U.S. markets ended the week on a high note as a robust rebound in technology stocks led to gains across major indices. The Nasdaq soared by 1.8%, propelled by sharp rallies in Tesla and Nvidia, while the S&P 500 advanced 1.3%, and the Dow Jones Industrial Average climbed 0.8%. Tesla surged 8% following record-breaking sales in China, and Nvidia rose over 4% amid continued optimism in the semiconductor space. The gains helped offset losses earlier in the week, although the S&P 500 and Dow posted weekly declines exceeding 1%, and the Nasdaq dropped 2% for the week. Market sentiment was further buoyed by better-than-expected ISM Manufacturing data, signaling slight improvement in the U.S. manufacturing sector. However, the reading still indicated contraction, reflecting persistent economic headwinds. As traders digested mixed economic signals and grappled with questions about Federal Reserve policy, the tech-heavy rally provided a welcome reprieve, setting a cautiously optimistic tone for next week.

SPY Performance

SPY closed at $591.95, gaining 0.9% on the day.
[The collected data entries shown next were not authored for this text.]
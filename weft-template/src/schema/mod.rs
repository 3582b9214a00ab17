//! Schema registry
//!
//! Named definitions describe the legal shape of every document position and
//! the expression context available there.

pub mod definition;
pub mod document;
pub mod registry;

pub use definition::*;
pub use document::SchemaDocument;
pub use registry::{ScalarMatch, SchemaBuilder, SchemaError, SchemaRegistry, SchemaResult};
//! Per-call template context

use crate::expression::{ExpressionEngine, ExpressionValues};
use crate::schema::SchemaRegistry;
use std::collections::HashSet;
use std::sync::Arc;
use weft_core::{MemoryBudget, Span, TemplateConfig, TemplateError, TraceWriter, ValidationErrors};

/// Everything one read or evaluate call needs. Shared collaborators are held
/// behind `Arc`; the budget, errors and values belong to this call only.
pub struct TemplateContext {
    pub schema: Arc<SchemaRegistry>,
    pub expressions: Arc<dyn ExpressionEngine>,
    pub trace: Arc<dyn TraceWriter>,
    pub memory: MemoryBudget,
    pub errors: ValidationErrors,
    /// Named values available to expressions during evaluation.
    pub values: ExpressionValues,
    /// Names of host functions available during evaluation.
    pub functions: Vec<String>,
    pub extended_directives: bool,
    file_names: Vec<String>,
}

impl TemplateContext {
    pub fn new(
        schema: Arc<SchemaRegistry>,
        expressions: Arc<dyn ExpressionEngine>,
        trace: Arc<dyn TraceWriter>,
        config: &TemplateConfig,
    ) -> Self {
        let limits = &config.limits;
        Self {
            schema,
            expressions,
            trace,
            memory: MemoryBudget::from_limits(limits),
            errors: ValidationErrors::new(limits.max_errors, limits.max_error_message_length),
            values: ExpressionValues::new(),
            functions: Vec::new(),
            extended_directives: config.extended_directives,
            file_names: Vec::new(),
        }
    }

    /// Id of a file name, registering it on first use.
    pub fn file_id(&mut self, name: &str) -> usize {
        match self.file_names.iter().position(|known| known == name) {
            Some(id) => id,
            None => {
                self.file_names.push(name.to_string());
                self.file_names.len() - 1
            }
        }
    }

    pub fn file_name(&self, id: usize) -> Option<&str> {
        self.file_names.get(id).map(String::as_str)
    }

    /// Record a validation error against a position and mirror it to the trace.
    pub fn error(&mut self, span: Span, error: TemplateError) {
        let prefix = self.prefix(span);
        let message = match &prefix {
            Some(prefix) => format!("{}: {}", prefix, error),
            None => error.to_string(),
        };
        self.trace.error(&message);
        self.errors.add(error, span, prefix.as_deref());
    }

    fn prefix(&self, span: Span) -> Option<String> {
        let file = span.file_id.and_then(|id| self.file_name(id));
        let position = match (span.line, span.column) {
            (Some(line), Some(column)) => Some(format!("(Line: {}, Col: {})", line, column)),
            _ => None,
        };
        match (file, position) {
            (Some(file), Some(position)) => Some(format!("{} {}", file, position)),
            (Some(file), None) => Some(file.to_string()),
            (None, Some(position)) => Some(position),
            (None, None) => None,
        }
    }

    /// Lowercased names usable during evaluation: value names plus `name()`
    /// for every host function.
    pub fn available_context(&self) -> HashSet<String> {
        self.values
            .names()
            .map(str::to_string)
            .chain(self.functions.iter().map(|f| format!("{}()", f.to_lowercase())))
            .collect()
    }
}
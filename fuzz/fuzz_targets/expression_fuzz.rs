//! Fuzz test for the expression engine
//!
//! Arbitrary text is validated and evaluated against a fixed set of named
//! values. Both calls must return Ok or Err without panicking.
//!
//! Run with: cargo +nightly fuzz run expression_fuzz -- -max_total_time=60

#![no_main]

use libfuzzer_sys::fuzz_target;
use weft_core::Token;
use weft_template::{BasicExpressionEngine, ExpressionEngine, ExpressionValues};

fuzz_target!(|data: &[u8]| {
    let Ok(expression) = std::str::from_utf8(data) else {
        return;
    };

    let engine = BasicExpressionEngine::new();
    let allowed = vec!["github".to_string(), "matrix".to_string()];
    let _ = engine.validate(expression, &allowed);

    let mut values = ExpressionValues::new();
    values.insert(
        "github",
        Token::mapping(vec![
            (Token::string("ref"), Token::string("refs/heads/main")),
            (Token::string("run_number"), Token::number(42.0)),
        ]),
    );
    values.insert(
        "matrix",
        Token::sequence(vec![Token::boolean(true), Token::null(), Token::string("{0}")]),
    );
    if let Ok(value) = engine.evaluate(expression, &values) {
        // Every result must render
        let _ = value.to_json();
        let _ = value.to_string();
    }
});
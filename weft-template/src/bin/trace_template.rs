/// Template Tracer - Shows the flow through Source → Reader → Evaluator
///
/// Usage: cargo run --bin trace_template <schema.yml> <type> <template.yml> [values.json]
///
/// Limits come from `WEFT_*` environment variables; log verbosity from `RUST_LOG`.

use std::fs;
use std::process;
use tracing_subscriber::EnvFilter;
use weft_core::{TemplateConfig, Token};
use weft_template::{EventObjectReader, ExpressionValues, SchemaRegistry, TemplateContext, TemplateEngine};

fn main() {
    tracing_subscriber::fmt()
        .with_env_filter(EnvFilter::try_from_default_env().unwrap_or_else(|_| EnvFilter::new("info")))
        .with_target(true)
        .init();

    let args: Vec<String> = std::env::args().collect();
    if args.len() < 4 {
        eprintln!("Usage: cargo run --bin trace_template <schema.yml> <type> <template.yml> [values.json]");
        eprintln!();
        eprintln!("Example:");
        eprintln!("  cargo run --bin trace_template schema.yml workflow ci.yml values.json");
        process::exit(1);
    }

    let schema_source = read_file(&args[1]);
    let type_name = &args[2];
    let template_path = &args[3];
    let template_source = read_file(template_path);

    let schema = match SchemaRegistry::from_yaml_str(&schema_source) {
        Ok(schema) => schema,
        Err(e) => fail(&format!("Invalid schema {}: {}", args[1], e)),
    };
    let config = match TemplateConfig::from_env() {
        Ok(config) => config,
        Err(e) => fail(&format!("Invalid configuration: {}", e)),
    };
    let engine = match TemplateEngine::new(schema, config) {
        Ok(engine) => engine,
        Err(e) => fail(&format!("Invalid configuration: {}", e)),
    };

    println!("╔═══════════════════════════════════════════════════════════════");
    println!("║ TEMPLATE TRACER");
    println!("╚═══════════════════════════════════════════════════════════════\n");

    // Step 1: Read
    let mut reader = match EventObjectReader::from_yaml_str(&template_source) {
        Ok(reader) => reader,
        Err(e) => fail(&format!("Failed to parse {}: {}", template_path, e)),
    };
    let mut context = engine.context();
    let read = match engine.read(&mut context, type_name, &mut reader, Some(template_path)) {
        Ok(read) => read,
        Err(e) => fail(&format!("Read aborted: {}", e)),
    };

    println!("🔍 READER OUTPUT ({} bytes):", read.bytes);
    println!("─────────────────────────────────────────────────────────────");
    if let Some(token) = &read.token {
        print_token(token);
    }
    print_errors(&context);

    // Step 2: Evaluate
    let (Some(template), Some(values_path)) = (read.token, args.get(4)) else {
        return;
    };
    let values_source = read_file(values_path);
    let values = match serde_json::from_str::<serde_json::Value>(&values_source) {
        Ok(values) => ExpressionValues::from_json(&values),
        Err(e) => fail(&format!("Invalid values {}: {}", values_path, e)),
    };

    let mut context = engine.context();
    context.values = values;
    println!("\n⚙️  EVALUATOR OUTPUT:");
    println!("─────────────────────────────────────────────────────────────");
    match engine.evaluate(&mut context, type_name, &template, 0, Some(template_path)) {
        Ok(Some(token)) => print_token(&token),
        Ok(None) => {}
        Err(e) => fail(&format!("Evaluation aborted: {}", e)),
    }
    print_errors(&context);
}

fn read_file(path: &str) -> String {
    match fs::read_to_string(path) {
        Ok(content) => content,
        Err(e) => fail(&format!("Failed to read {}: {}", path, e)),
    }
}

fn print_token(token: &Token) {
    match serde_json::to_string_pretty(&token.to_json()) {
        Ok(json) => println!("{}", json),
        Err(e) => eprintln!("❌ Failed to render output: {}", e),
    }
}

fn print_errors(context: &TemplateContext) {
    if context.errors.is_empty() {
        println!("\n✅ No errors");
        return;
    }
    println!("\n❌ {} error(s):", context.errors.len());
    for error in context.errors.iter() {
        println!("  - {}", error);
    }
}

fn fail(message: &str) -> ! {
    eprintln!("❌ {}", message);
    process::exit(1);
}
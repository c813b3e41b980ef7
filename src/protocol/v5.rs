//! The v5 "SSE" dialect: each chunk is its own `data: <json>\n\n` frame,
//! with the JSON equal to the tagged-union chunk verbatim.

use crate::chunk::UiChunk;

pub const DONE_MARKER: &str = "data: [DONE]\n\n";

pub fn serialize(chunk: &UiChunk) -> String {
    let json = serde_json::to_string(chunk).expect("UiChunk always serializes");
    format!("data: {json}\n\n")
}
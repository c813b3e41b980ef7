//! C9: observer hooks invoked as the engine translates chunks, and the
//! incremental [`Message`] assembly that feeds the `on_finish` hook.

use std::future::Future;
use std::pin::Pin;
use std::sync::Arc;

use serde_json::Value;

use crate::chunk::UiChunk;
use crate::error::AdapterError;
use crate::message::{FinishOptions, Message};

type BoxFuture = Pin<Box<dyn Future<Output = ()> + Send>>;

pub type OnStart = Arc<dyn Fn() -> BoxFuture + Send + Sync>;
pub type OnText = Arc<dyn Fn(&str) -> BoxFuture + Send + Sync>;
pub type OnToolCall = Arc<dyn Fn(&str, &str, &Value) -> BoxFuture + Send + Sync>;
pub type OnToolResult = Arc<dyn Fn(&str, &Value) -> BoxFuture + Send + Sync>;
pub type OnStepStart = Arc<dyn Fn(usize) -> BoxFuture + Send + Sync>;
pub type OnStepFinish = Arc<dyn Fn(usize) -> BoxFuture + Send + Sync>;
pub type OnError = Arc<dyn Fn(&AdapterError) -> BoxFuture + Send + Sync>;
pub type OnFinish = Arc<dyn Fn(Message, FinishOptions) -> BoxFuture + Send + Sync>;

/// Optional observer hooks. Every field defaults to `None`; the dispatcher
/// skips hooks that were never set.
#[derive(Clone, Default)]
pub struct Callbacks {
    pub on_start: Option<OnStart>,
    pub on_text: Option<OnText>,
    pub on_tool_call: Option<OnToolCall>,
    pub on_tool_result: Option<OnToolResult>,
    pub on_step_start: Option<OnStepStart>,
    pub on_step_finish: Option<OnStepFinish>,
    pub on_error: Option<OnError>,
    pub on_finish: Option<OnFinish>,
}

/// Drives the callbacks for one request and incrementally assembles the
/// final [`Message`] as chunks are observed via [`CallbackDispatcher::on_chunk`].
pub struct CallbackDispatcher {
    callbacks: Callbacks,
    message: Message,
    current_step: usize,
}

impl CallbackDispatcher {
    pub fn new(callbacks: Callbacks, message_id: impl Into<String>) -> Self {
        Self {
            callbacks,
            message: Message::new(message_id, now()),
            current_step: 0,
        }
    }

    pub async fn on_start(&self) {
        if let Some(hook) = &self.callbacks.on_start {
            hook().await;
        }
    }

    /// Invoked once per chunk produced by the translation engine, in
    /// emission order, to keep the assembled message and the text/tool
    /// hooks in sync with the stream.
    pub async fn on_chunk(&mut self, chunk: &UiChunk) {
        match chunk {
            UiChunk::StartStep => {
                self.message.push_step_boundary(self.current_step);
                if let Some(hook) = &self.callbacks.on_step_start {
                    hook(self.current_step).await;
                }
            }
            UiChunk::FinishStep => {
                if let Some(hook) = &self.callbacks.on_step_finish {
                    hook(self.current_step).await;
                }
                self.current_step += 1;
            }
            UiChunk::TextDelta { id, delta } => {
                self.message.append_text(id, delta);
                if let Some(hook) = &self.callbacks.on_text {
                    hook(delta).await;
                }
            }
            UiChunk::ToolInputAvailable {
                tool_call_id,
                tool_name,
                input,
            } => {
                self.message
                    .open_tool_call(tool_call_id, tool_name, self.current_step, input.clone());
                if let Some(hook) = &self.callbacks.on_tool_call {
                    hook(tool_call_id, tool_name, input).await;
                }
            }
            UiChunk::ToolOutputAvailable {
                tool_call_id,
                output,
            } => {
                self.message.resolve_tool_call(tool_call_id, output.clone());
                if let Some(hook) = &self.callbacks.on_tool_result {
                    hook(tool_call_id, output).await;
                }
            }
            _ => {}
        }
    }

    /// Forwards an error to `on_error`. Exceptions a hook itself raises are
    /// not modeled in Rust (a panic would unwind regardless), so unlike the
    /// originating runtime this dispatcher does not attempt to further
    /// catch hook failures here.
    pub async fn on_error(&self, err: &AdapterError) {
        if let Some(hook) = &self.callbacks.on_error {
            hook(err).await;
        }
    }

    pub async fn on_finish(&mut self, options: FinishOptions) {
        if let Some(hook) = &self.callbacks.on_finish {
            hook(self.message.clone(), options).await;
        }
    }

    pub fn message(&self) -> &Message {
        &self.message
    }
}

fn now() -> chrono::DateTime<chrono::Utc> {
    chrono::Utc::now()
}

#[cfg(test)]
mod tests {
    use super::*;
    use crate::chunk::FinishReason;
    use std::sync::atomic::{AtomicUsize, Ordering};
    use std::sync::Arc;

    fn noop_callbacks() -> Callbacks {
        Callbacks::default()
    }

    #[tokio::test]
    async fn text_delta_updates_message_and_invokes_hook() {
        let seen = Arc::new(AtomicUsize::new(0));
        let seen2 = seen.clone();
        let callbacks = Callbacks {
            on_text: Some(Arc::new(move |_delta: &str| {
                let seen = seen2.clone();
                Box::pin(async move {
                    seen.fetch_add(1, Ordering::SeqCst);
                })
            })),
            ..noop_callbacks()
        };
        let mut dispatcher = CallbackDispatcher::new(callbacks, "m1");
        dispatcher
            .on_chunk(&UiChunk::TextDelta {
                id: "seg1".into(),
                delta: "hi".into(),
            })
            .await;

        assert_eq!(dispatcher.message().content, "hi");
        assert_eq!(seen.load(Ordering::SeqCst), 1);
    }

    #[tokio::test]
    async fn start_step_invokes_on_step_start_with_the_current_index() {
        let seen = Arc::new(std::sync::Mutex::new(Vec::new()));
        let seen2 = seen.clone();
        let callbacks = Callbacks {
            on_step_start: Some(Arc::new(move |step: usize| {
                let seen = seen2.clone();
                Box::pin(async move {
                    seen.lock().unwrap().push(step);
                })
            })),
            ..noop_callbacks()
        };
        let mut dispatcher = CallbackDispatcher::new(callbacks, "m1");
        dispatcher.on_chunk(&UiChunk::StartStep).await;
        dispatcher.on_chunk(&UiChunk::FinishStep).await;
        dispatcher.on_chunk(&UiChunk::StartStep).await;

        assert_eq!(*seen.lock().unwrap(), vec![0, 1]);
    }

    #[tokio::test]
    async fn tool_call_then_result_transitions_message_part() {
        let mut dispatcher = CallbackDispatcher::new(noop_callbacks(), "m1");
        dispatcher
            .on_chunk(&UiChunk::ToolInputAvailable {
                tool_call_id: "t1".into(),
                tool_name: "get_weather".into(),
                input: serde_json::json!({"city": "Tokyo"}),
            })
            .await;
        dispatcher
            .on_chunk(&UiChunk::ToolOutputAvailable {
                tool_call_id: "t1".into(),
                output: serde_json::json!("Sunny"),
            })
            .await;

        assert_eq!(dispatcher.message().parts.len(), 1);
    }

    #[tokio::test]
    async fn on_finish_delivers_assembled_message() {
        let delivered = Arc::new(std::sync::Mutex::new(None));
        let delivered2 = delivered.clone();
        let callbacks = Callbacks {
            on_finish: Some(Arc::new(move |message: Message, _options: FinishOptions| {
                let delivered = delivered2.clone();
                Box::pin(async move {
                    *delivered.lock().unwrap() = Some(message);
                })
            })),
            ..noop_callbacks()
        };
        let mut dispatcher = CallbackDispatcher::new(callbacks, "m1");
        dispatcher
            .on_chunk(&UiChunk::TextDelta {
                id: "seg1".into(),
                delta: "done".into(),
            })
            .await;
        dispatcher
            .on_finish(FinishOptions {
                finish_reason: FinishReason::Stop,
                usage: None,
            })
            .await;

        let message = delivered.lock().unwrap().clone().unwrap();
        assert_eq!(message.content, "done");
    }
}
After opening at $587.45, it touched an intraday low of $586.43 before climbing to a high of $592.60. The ETF's performance showcased resilience as it broke through resistance at $590, aligning with broader tech-driven gains. Trading volume was subdued at 34.59 million shares, slightly below the average, indicative of lingering caution among traders.

Major Indices Performance

The Nasdaq led Friday’s rally with a 1.8% gain, driven by strong performances in technology stocks. The Russell 2000 followed closely with a 1.49% increase, signaling renewed investor interest in small-cap equities. The Dow Jones climbed 0.8%, while the S&P 500 rose by 1.3%, recovering from earlier losses this week. Defensive sectors lagged, as investors rotated back into growth and cyclical names. The rally highlighted a shift in sentiment, spurred by robust gains in Tesla and Nvidia, although concerns about elevated Treasury yields continued to temper optimism.

Notable Stock Movements

Tesla and Nvidia stole the spotlight, with Tesla climbing over 8% on record China sales and Nvidia gaining more than 4% on persistent semiconductor optimism. Other "Magnificent Seven" stocks rallied, with the exception of Netflix and Apple, which experienced marginal declines. Tesla’s rebound came after a steep drop earlier in the week, highlighting the market’s volatility and the sector’s influence on broader sentiment. These moves reinforced the tech sector’s pivotal role in market direction as 2025 gets underway.

Commodity and Cryptocurrency Updates

Crude oil climbed 1.19%, closing at $74.00, reflecting optimism about demand recovery amid easing recession fears. Gold declined 0.68% to settle at $2,650, pressured by rising Treasury yields and a stronger dollar. Bitcoin rose 1.05%, ending above $98,200, as renewed bullish sentiment buoyed cryptocurrency markets heading into the weekend.

Treasury Yield Information

The 10-year Treasury yield rose to 4.601%, marking a 0.52% increase for the day. Yields above 4.5% remain a significant headwind for equities, particularly growth-oriented sectors. The interplay between rising yields and equity valuations is expected to remain a focal point for investors, as the Federal Reserve's next moves come under increasing scrutiny.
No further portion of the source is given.